■ **Exercise requirements**: Report every line in the listing that contains the string "crate".

■ **Records shown**:
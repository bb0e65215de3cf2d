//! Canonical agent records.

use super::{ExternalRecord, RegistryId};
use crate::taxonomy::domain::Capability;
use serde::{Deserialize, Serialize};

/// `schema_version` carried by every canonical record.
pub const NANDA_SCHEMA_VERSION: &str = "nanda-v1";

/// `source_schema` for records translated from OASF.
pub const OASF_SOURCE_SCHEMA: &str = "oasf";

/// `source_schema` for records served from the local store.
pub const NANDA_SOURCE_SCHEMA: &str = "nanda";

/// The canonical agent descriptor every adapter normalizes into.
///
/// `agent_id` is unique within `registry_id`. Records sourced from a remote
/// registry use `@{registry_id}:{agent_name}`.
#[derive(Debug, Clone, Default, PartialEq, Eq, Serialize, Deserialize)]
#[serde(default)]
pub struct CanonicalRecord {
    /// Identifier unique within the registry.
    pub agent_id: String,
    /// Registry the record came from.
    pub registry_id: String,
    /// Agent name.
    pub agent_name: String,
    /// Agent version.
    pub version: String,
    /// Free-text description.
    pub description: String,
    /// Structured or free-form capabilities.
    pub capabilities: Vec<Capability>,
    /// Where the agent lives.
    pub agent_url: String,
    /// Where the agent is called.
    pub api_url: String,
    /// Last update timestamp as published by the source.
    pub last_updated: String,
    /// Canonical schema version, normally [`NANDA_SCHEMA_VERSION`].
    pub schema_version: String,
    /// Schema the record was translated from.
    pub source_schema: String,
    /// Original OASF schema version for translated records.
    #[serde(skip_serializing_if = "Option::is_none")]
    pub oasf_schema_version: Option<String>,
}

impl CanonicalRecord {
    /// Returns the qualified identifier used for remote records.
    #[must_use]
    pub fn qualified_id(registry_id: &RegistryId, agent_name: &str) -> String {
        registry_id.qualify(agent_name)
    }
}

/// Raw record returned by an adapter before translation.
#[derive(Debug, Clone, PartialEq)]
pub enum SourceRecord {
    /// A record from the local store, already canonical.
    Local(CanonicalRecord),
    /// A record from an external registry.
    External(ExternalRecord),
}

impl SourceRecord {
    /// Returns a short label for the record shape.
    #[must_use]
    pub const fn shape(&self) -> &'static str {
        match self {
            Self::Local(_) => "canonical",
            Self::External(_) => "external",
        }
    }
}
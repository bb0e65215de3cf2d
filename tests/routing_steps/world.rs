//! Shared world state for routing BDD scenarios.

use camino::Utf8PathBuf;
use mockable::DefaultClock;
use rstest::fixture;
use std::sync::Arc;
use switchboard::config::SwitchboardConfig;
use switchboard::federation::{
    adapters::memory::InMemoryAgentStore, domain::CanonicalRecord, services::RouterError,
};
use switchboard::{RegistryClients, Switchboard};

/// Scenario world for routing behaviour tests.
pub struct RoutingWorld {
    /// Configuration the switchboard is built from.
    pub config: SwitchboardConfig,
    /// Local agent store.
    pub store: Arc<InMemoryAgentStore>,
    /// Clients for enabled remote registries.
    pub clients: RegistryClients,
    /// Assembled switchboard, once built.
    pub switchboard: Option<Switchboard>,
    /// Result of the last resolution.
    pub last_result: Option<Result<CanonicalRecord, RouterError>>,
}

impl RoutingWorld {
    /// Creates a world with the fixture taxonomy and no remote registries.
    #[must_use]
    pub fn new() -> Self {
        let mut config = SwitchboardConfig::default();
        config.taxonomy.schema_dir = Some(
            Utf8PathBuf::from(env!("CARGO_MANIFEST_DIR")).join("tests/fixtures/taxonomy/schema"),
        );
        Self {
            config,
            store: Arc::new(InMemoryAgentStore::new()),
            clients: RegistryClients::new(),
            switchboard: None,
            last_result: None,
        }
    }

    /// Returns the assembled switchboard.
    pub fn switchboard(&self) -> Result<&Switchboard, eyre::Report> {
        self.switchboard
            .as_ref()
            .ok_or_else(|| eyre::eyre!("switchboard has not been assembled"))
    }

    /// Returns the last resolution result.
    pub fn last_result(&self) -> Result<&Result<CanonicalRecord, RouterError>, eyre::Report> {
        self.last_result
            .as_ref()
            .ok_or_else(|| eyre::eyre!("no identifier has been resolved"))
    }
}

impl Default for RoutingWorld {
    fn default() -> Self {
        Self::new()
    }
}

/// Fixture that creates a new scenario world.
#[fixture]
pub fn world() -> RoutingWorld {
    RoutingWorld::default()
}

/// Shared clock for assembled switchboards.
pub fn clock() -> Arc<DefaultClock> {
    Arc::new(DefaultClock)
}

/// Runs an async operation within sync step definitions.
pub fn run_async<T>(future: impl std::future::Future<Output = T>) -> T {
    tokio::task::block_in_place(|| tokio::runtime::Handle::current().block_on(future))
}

==

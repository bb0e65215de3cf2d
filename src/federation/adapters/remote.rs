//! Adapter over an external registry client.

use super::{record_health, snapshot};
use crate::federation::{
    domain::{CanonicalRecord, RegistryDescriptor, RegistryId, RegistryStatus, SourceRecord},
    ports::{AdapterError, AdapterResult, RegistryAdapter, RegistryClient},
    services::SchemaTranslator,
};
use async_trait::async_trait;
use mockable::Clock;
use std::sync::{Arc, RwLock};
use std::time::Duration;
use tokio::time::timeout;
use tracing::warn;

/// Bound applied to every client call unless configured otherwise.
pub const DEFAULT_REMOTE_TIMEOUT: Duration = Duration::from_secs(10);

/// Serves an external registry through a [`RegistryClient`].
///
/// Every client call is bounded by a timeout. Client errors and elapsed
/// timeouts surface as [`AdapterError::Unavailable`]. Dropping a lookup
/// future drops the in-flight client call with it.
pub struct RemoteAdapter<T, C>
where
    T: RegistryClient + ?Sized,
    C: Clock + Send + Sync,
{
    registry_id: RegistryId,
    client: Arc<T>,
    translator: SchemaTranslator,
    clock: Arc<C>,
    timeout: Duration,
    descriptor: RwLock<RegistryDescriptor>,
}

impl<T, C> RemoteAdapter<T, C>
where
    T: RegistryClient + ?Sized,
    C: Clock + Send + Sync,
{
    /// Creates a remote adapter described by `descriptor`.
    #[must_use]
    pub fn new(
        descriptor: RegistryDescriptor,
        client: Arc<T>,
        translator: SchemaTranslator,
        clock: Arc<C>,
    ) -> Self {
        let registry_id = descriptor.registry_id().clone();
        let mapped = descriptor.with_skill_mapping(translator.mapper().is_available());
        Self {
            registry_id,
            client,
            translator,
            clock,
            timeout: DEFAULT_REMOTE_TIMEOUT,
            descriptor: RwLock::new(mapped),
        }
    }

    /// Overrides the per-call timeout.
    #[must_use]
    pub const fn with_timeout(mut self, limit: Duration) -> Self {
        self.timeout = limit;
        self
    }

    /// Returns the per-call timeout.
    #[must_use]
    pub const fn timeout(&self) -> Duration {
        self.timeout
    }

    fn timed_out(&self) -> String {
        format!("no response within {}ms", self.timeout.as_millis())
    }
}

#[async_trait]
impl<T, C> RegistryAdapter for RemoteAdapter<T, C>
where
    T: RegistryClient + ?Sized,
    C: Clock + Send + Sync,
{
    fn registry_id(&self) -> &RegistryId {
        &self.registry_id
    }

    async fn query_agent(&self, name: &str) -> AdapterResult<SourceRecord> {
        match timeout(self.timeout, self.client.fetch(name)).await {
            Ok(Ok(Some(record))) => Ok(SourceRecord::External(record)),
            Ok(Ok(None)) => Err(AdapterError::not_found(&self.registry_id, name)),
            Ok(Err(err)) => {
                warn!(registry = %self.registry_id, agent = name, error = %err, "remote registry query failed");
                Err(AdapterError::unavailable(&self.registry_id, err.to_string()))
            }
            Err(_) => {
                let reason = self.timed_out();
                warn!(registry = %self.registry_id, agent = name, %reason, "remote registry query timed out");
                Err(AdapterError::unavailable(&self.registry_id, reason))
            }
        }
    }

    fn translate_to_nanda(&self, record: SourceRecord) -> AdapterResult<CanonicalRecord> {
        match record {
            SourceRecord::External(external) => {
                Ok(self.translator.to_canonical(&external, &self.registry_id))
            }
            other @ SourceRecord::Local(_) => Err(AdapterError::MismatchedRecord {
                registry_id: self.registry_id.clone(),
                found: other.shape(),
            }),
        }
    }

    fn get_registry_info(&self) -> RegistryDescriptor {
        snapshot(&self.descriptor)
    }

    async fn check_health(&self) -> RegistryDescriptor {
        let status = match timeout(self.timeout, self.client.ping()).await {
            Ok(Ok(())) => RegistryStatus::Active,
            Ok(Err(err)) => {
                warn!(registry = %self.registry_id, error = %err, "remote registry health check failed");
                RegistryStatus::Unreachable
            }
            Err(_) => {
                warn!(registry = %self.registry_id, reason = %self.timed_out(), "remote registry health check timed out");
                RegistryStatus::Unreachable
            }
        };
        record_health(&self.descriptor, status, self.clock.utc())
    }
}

* * *

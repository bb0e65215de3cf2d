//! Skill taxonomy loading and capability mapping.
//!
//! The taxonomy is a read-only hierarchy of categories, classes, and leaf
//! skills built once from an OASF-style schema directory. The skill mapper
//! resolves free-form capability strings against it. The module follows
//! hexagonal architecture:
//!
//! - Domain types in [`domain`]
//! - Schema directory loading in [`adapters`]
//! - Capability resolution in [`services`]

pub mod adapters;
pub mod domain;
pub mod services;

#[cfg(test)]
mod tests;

■ **Reply to the task**:
use crate::taxonomy::domain::Capability;
use crate::federation::{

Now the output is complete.